Segment Open

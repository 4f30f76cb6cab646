//! Analytics endpoints: flow paths, risk, intent, trace, token activity.

use axum::{
    extract::{Extension, Path, Query, State},
    http::{HeaderMap, StatusCode},
    response::Response,
    Json,
};
use serde_json::{json, Value};
use std::collections::HashMap;
use std::collections::HashSet;

use chrono::Utc;
use std::time::Instant;

use super::middleware::{client_ip, RequestId};
use super::{json_response, params, AppState};
use crate::classifier;
use crate::error::{ApiError, UpstreamError};
use crate::graph::types::Direction;
use crate::security;
use crate::storage::models::{ApiUsageLog, AuthContext, EntityKind};
use crate::tenant::GateHeaders;
use crate::upstream::types::{Transfer, TxType};

/// Downcast engine-internal failures back to the API taxonomy.
fn engine_error(err: anyhow::Error) -> ApiError {
    match err.downcast::<UpstreamError>() {
        Ok(upstream) => ApiError::Upstream(upstream),
        Err(other) => ApiError::Internal(other),
    }
}

/// Usage-log row for one authorized call, appended on a detached task.
fn usage_log(
    ctx: &AuthContext,
    headers: &HeaderMap,
    endpoint: &'static str,
    method: &'static str,
    status: StatusCode,
    started: Instant,
    request_id: &str,
) -> ApiUsageLog {
    ApiUsageLog {
        user_id: ctx.user.id,
        api_key_id: ctx.api_key.id,
        endpoint: endpoint.to_string(),
        method: method.to_string(),
        status_code: status.as_u16(),
        response_time_ms: started.elapsed().as_millis() as u64,
        user_agent: headers
            .get("user-agent")
            .and_then(|v| v.to_str().ok())
            .map(str::to_string),
        ip_address: Some(client_ip(headers).to_string()),
        request_id: request_id.to_string(),
        timestamp: Utc::now(),
    }
}

/// Liveness. No auth; reports cache mode, breaker state and the outcome
/// of a short upstream probe.
pub async fn health(State(state): State<AppState>) -> Json<Value> {
    let upstream_ok = state.upstream.probe_health().await;
    let breaker = state.upstream.breaker().stats().await;
    Json(json!({
        "status": "ok",
        "service": "tokenflow-api",
        "version": env!("CARGO_PKG_VERSION"),
        "cache": if state.config.redis_url.is_some() { "redis" } else { "disabled" },
        "upstream": if upstream_ok { "ok" } else { "unreachable" },
        "upstream_breaker": breaker,
    }))
}

/// POST|GET /api/v1/analyze/path
pub async fn analyze_path(
    State(state): State<AppState>,
    Extension(request_id): Extension<RequestId>,
    headers: HeaderMap,
    Query(query): Query<HashMap<String, String>>,
    body: Option<Json<Value>>,
) -> Response {
    let result = analyze_path_inner(&state, &headers, &query, body.as_deref(), &request_id.0).await;
    finish(result, &request_id)
}

async fn analyze_path_inner(
    state: &AppState,
    headers: &HeaderMap,
    query: &HashMap<String, String>,
    body: Option<&Value>,
    request_id: &str,
) -> Result<(StatusCode, Value, GateHeaders), ApiError> {
    let started = Instant::now();
    let (ctx, gate_headers) = state.authorize_request(headers).await?;

    let request = params::normalize(query, body);
    let token = params::require_token(&request)?;
    let address = params::require_address(&request)?;
    let direction = params::direction(&request)?;
    let max_depth = params::max_depth(&request)?;
    let window = params::time_range(&request)?;
    let include_intent = params::bool_param(&request, "includeIntent");

    let mut paths = match direction {
        Direction::Forward => state
            .graph
            .build_forward_paths(&address, &token, max_depth, window)
            .await
            .map_err(engine_error)?,
        Direction::Backward => state
            .graph
            .build_backward_paths(&address, &token, max_depth, window)
            .await
            .map_err(engine_error)?,
    };

    if include_intent && !paths.is_empty() {
        if let Some(prediction) = predict_address_intent(state, &address, &token).await {
            for path in &mut paths {
                path.intent = Some(prediction.0.clone());
                path.intent_confidence = Some(prediction.1);
            }
        }
    }

    let body = json!({
        "address": address,
        "token": token,
        "direction": direction,
        "pathCount": paths.len(),
        "paths": paths,
    });
    state.gate.record_usage(usage_log(
        &ctx,
        headers,
        "/api/v1/analyze/path",
        "POST",
        StatusCode::OK,
        started,
        request_id,
    ));
    Ok((StatusCode::OK, body, gate_headers))
}

/// Intent of the address's most recent transaction for the token, used
/// to annotate returned paths on request.
async fn predict_address_intent(
    state: &AppState,
    address: &str,
    token: &str,
) -> Option<(String, f64)> {
    let transfers = state
        .upstream
        .get_token_transfers(address, token, 1)
        .await
        .ok()?;
    let signature = &transfers.first()?.signature;
    let tx = state.upstream.get_transaction(signature).await.ok()??;
    let prediction = state.intent.predict(&tx).await;
    Some((prediction.intent.as_str().to_string(), prediction.confidence))
}

/// GET /api/v1/risk/{address}?token=MINT
pub async fn risk_assessment(
    State(state): State<AppState>,
    Extension(request_id): Extension<RequestId>,
    headers: HeaderMap,
    Path(address): Path<String>,
    Query(query): Query<HashMap<String, String>>,
) -> Response {
    let result = risk_inner(&state, &headers, &address, &query, &request_id.0).await;
    finish(result, &request_id)
}

async fn risk_inner(
    state: &AppState,
    headers: &HeaderMap,
    address: &str,
    query: &HashMap<String, String>,
    request_id: &str,
) -> Result<(StatusCode, Value, GateHeaders), ApiError> {
    let started = Instant::now();
    let (ctx, gate_headers) = state.authorize_request(headers).await?;

    security::validate_address(address).map_err(|e| ApiError::InvalidRequest(e.to_string()))?;
    let request = params::normalize(query, None);
    let token = params::require_token(&request)?;

    let assessment = state
        .risk
        .assess(address, &token)
        .await
        .map_err(engine_error)?;

    state.gate.record_usage(usage_log(
        &ctx,
        headers,
        "/api/v1/risk/:address",
        "GET",
        StatusCode::OK,
        started,
        request_id,
    ));
    Ok((StatusCode::OK, serde_json::to_value(assessment)?, gate_headers))
}

/// GET /api/v1/intent/{signature}
pub async fn intent_inference(
    State(state): State<AppState>,
    Extension(request_id): Extension<RequestId>,
    headers: HeaderMap,
    Path(signature): Path<String>,
) -> Response {
    let result = intent_inner(&state, &headers, &signature, &request_id.0).await;
    finish(result, &request_id)
}

async fn intent_inner(
    state: &AppState,
    headers: &HeaderMap,
    signature: &str,
    request_id: &str,
) -> Result<(StatusCode, Value, GateHeaders), ApiError> {
    let started = Instant::now();
    let (ctx, gate_headers) = state.authorize_request(headers).await?;

    security::validate_signature(signature)
        .map_err(|e| ApiError::InvalidRequest(e.to_string()))?;

    let tx = state
        .upstream
        .get_transaction(signature)
        .await?
        .ok_or_else(|| ApiError::NotFound(format!("unknown transaction: {}", signature)))?;

    let prediction = state.intent.predict(&tx).await;
    let body = json!({
        "signature": signature,
        "intent": prediction.intent,
        "confidence": prediction.confidence,
    });
    state.gate.record_usage(usage_log(
        &ctx,
        headers,
        "/api/v1/intent/:signature",
        "GET",
        StatusCode::OK,
        started,
        request_id,
    ));
    Ok((StatusCode::OK, body, gate_headers))
}

/// POST /api/v1/trace
pub async fn trace(
    State(state): State<AppState>,
    Extension(request_id): Extension<RequestId>,
    headers: HeaderMap,
    Query(query): Query<HashMap<String, String>>,
    body: Option<Json<Value>>,
) -> Response {
    let result = trace_inner(&state, &headers, &query, body.as_deref(), &request_id.0).await;
    finish(result, &request_id)
}

async fn trace_inner(
    state: &AppState,
    headers: &HeaderMap,
    query: &HashMap<String, String>,
    body: Option<&Value>,
    request_id: &str,
) -> Result<(StatusCode, Value, GateHeaders), ApiError> {
    let started = Instant::now();
    let (ctx, gate_headers) = state.authorize_request(headers).await?;

    let request = params::normalize(query, body);
    let signatures = params::require_signatures(&request)?;
    let build_graph = params::bool_param(&request, "buildGraph");

    let mut transactions = Vec::with_capacity(signatures.len());
    for signature in &signatures {
        let resolved = state.upstream.get_transaction(signature).await?;
        transactions.push(match resolved {
            Some(tx) => json!({
                "signature": signature,
                "found": true,
                "blockTime": tx.block_time,
                "slot": tx.slot,
                "fee": tx.fee,
                "success": tx.success,
            }),
            None => json!({ "signature": signature, "found": false }),
        });
    }

    let mut body = json!({
        "count": signatures.len(),
        "transactions": transactions,
    });

    if build_graph {
        let enhanced = state.upstream.get_enhanced_transactions(&signatures).await?;
        let mut edges: Vec<Transfer> = Vec::new();
        for tx in &enhanced {
            let mints: HashSet<&str> = tx.token_transfers.iter().map(|t| t.mint.as_str()).collect();
            for mint in mints {
                edges.extend(classifier::transfers_for_mint(tx, mint));
            }
        }

        // Best-effort ingestion so later traversals can reuse the edges.
        for tx in &enhanced {
            if let Ok(Some(parsed)) = state.upstream.get_transaction(&tx.signature).await {
                let tx_transfers: Vec<Transfer> = edges
                    .iter()
                    .filter(|t| t.signature == tx.signature)
                    .cloned()
                    .collect();
                if let Err(e) = state.store.ingest_transaction(&parsed, &tx_transfers).await {
                    tracing::warn!(signature = %tx.signature, error = %e, "trace ingestion failed");
                }
            }
        }

        let mut nodes: HashSet<String> = HashSet::new();
        for edge in &edges {
            if !edge.from_address.is_empty() {
                nodes.insert(edge.from_address.clone());
            }
            if !edge.to_address.is_empty() {
                nodes.insert(edge.to_address.clone());
            }
        }
        body["graph"] = json!({
            "nodes": nodes,
            "edges": edges,
        });
    }

    state.gate.record_usage(usage_log(
        &ctx,
        headers,
        "/api/v1/trace",
        "POST",
        StatusCode::OK,
        started,
        request_id,
    ));
    Ok((StatusCode::OK, body, gate_headers))
}

/// POST|GET /api/v1/analyze/token
pub async fn analyze_token(
    State(state): State<AppState>,
    Extension(request_id): Extension<RequestId>,
    headers: HeaderMap,
    Query(query): Query<HashMap<String, String>>,
    body: Option<Json<Value>>,
) -> Response {
    let result = analyze_token_inner(&state, &headers, &query, body.as_deref(), &request_id.0).await;
    finish(result, &request_id)
}

async fn analyze_token_inner(
    state: &AppState,
    headers: &HeaderMap,
    query: &HashMap<String, String>,
    body: Option<&Value>,
    request_id: &str,
) -> Result<(StatusCode, Value, GateHeaders), ApiError> {
    let started = Instant::now();
    let (ctx, gate_headers) = state.authorize_request(headers).await?;

    let request = params::normalize(query, body);
    let token = params::require_token(&request)?;
    let limit = params::limit(&request)?;

    let transfers = state.upstream.get_recent_token_activity(&token, limit).await?;
    let pools = classifier::detect_pool_hubs(&transfers);

    let swaps = transfers.iter().filter(|t| t.tx_type == TxType::Swap).count();
    let buys = transfers
        .iter()
        .filter(|t| t.swap_direction == Some(crate::upstream::SwapDirection::Buy))
        .count();
    let sells = transfers
        .iter()
        .filter(|t| t.swap_direction == Some(crate::upstream::SwapDirection::Sell))
        .count();

    let mut nodes: Vec<Value> = Vec::new();
    let mut seen: HashSet<&str> = HashSet::new();
    for transfer in &transfers {
        for address in [transfer.from_address.as_str(), transfer.to_address.as_str()] {
            if address.is_empty() || !seen.insert(address) {
                continue;
            }
            let kind = if pools.contains(address) {
                EntityKind::Pool
            } else {
                EntityKind::Wallet
            };
            nodes.push(json!({ "address": address, "kind": kind }));
        }
    }

    let body = json!({
        "token": token,
        "summary": {
            "transferCount": transfers.len(),
            "swapCount": swaps,
            "buyCount": buys,
            "sellCount": sells,
            "poolCount": pools.len(),
        },
        "transfers": transfers,
        "graph": { "nodes": nodes },
    });
    state.gate.record_usage(usage_log(
        &ctx,
        headers,
        "/api/v1/analyze/token",
        "POST",
        StatusCode::OK,
        started,
        request_id,
    ));
    Ok((StatusCode::OK, body, gate_headers))
}

/// Convert a handler outcome into the final response with the request id.
fn finish(
    result: Result<(StatusCode, Value, GateHeaders), ApiError>,
    request_id: &RequestId,
) -> Response {
    match result {
        Ok((status, mut body, gate_headers)) => {
            if let Some(object) = body.as_object_mut() {
                object.insert("requestId".into(), json!(request_id.0));
            }
            json_response(status, body, Some(&gate_headers))
        }
        Err(err) => err.into_response_with_id(&request_id.0),
    }
}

Segment Closed

- Instructions to follow
Scan the records for the string "seen". Copy each line in which it appears.

- Solution below
    let mut seen: HashSet<&str> = HashSet::new();
            if address.is_empty() || !seen.insert(address) {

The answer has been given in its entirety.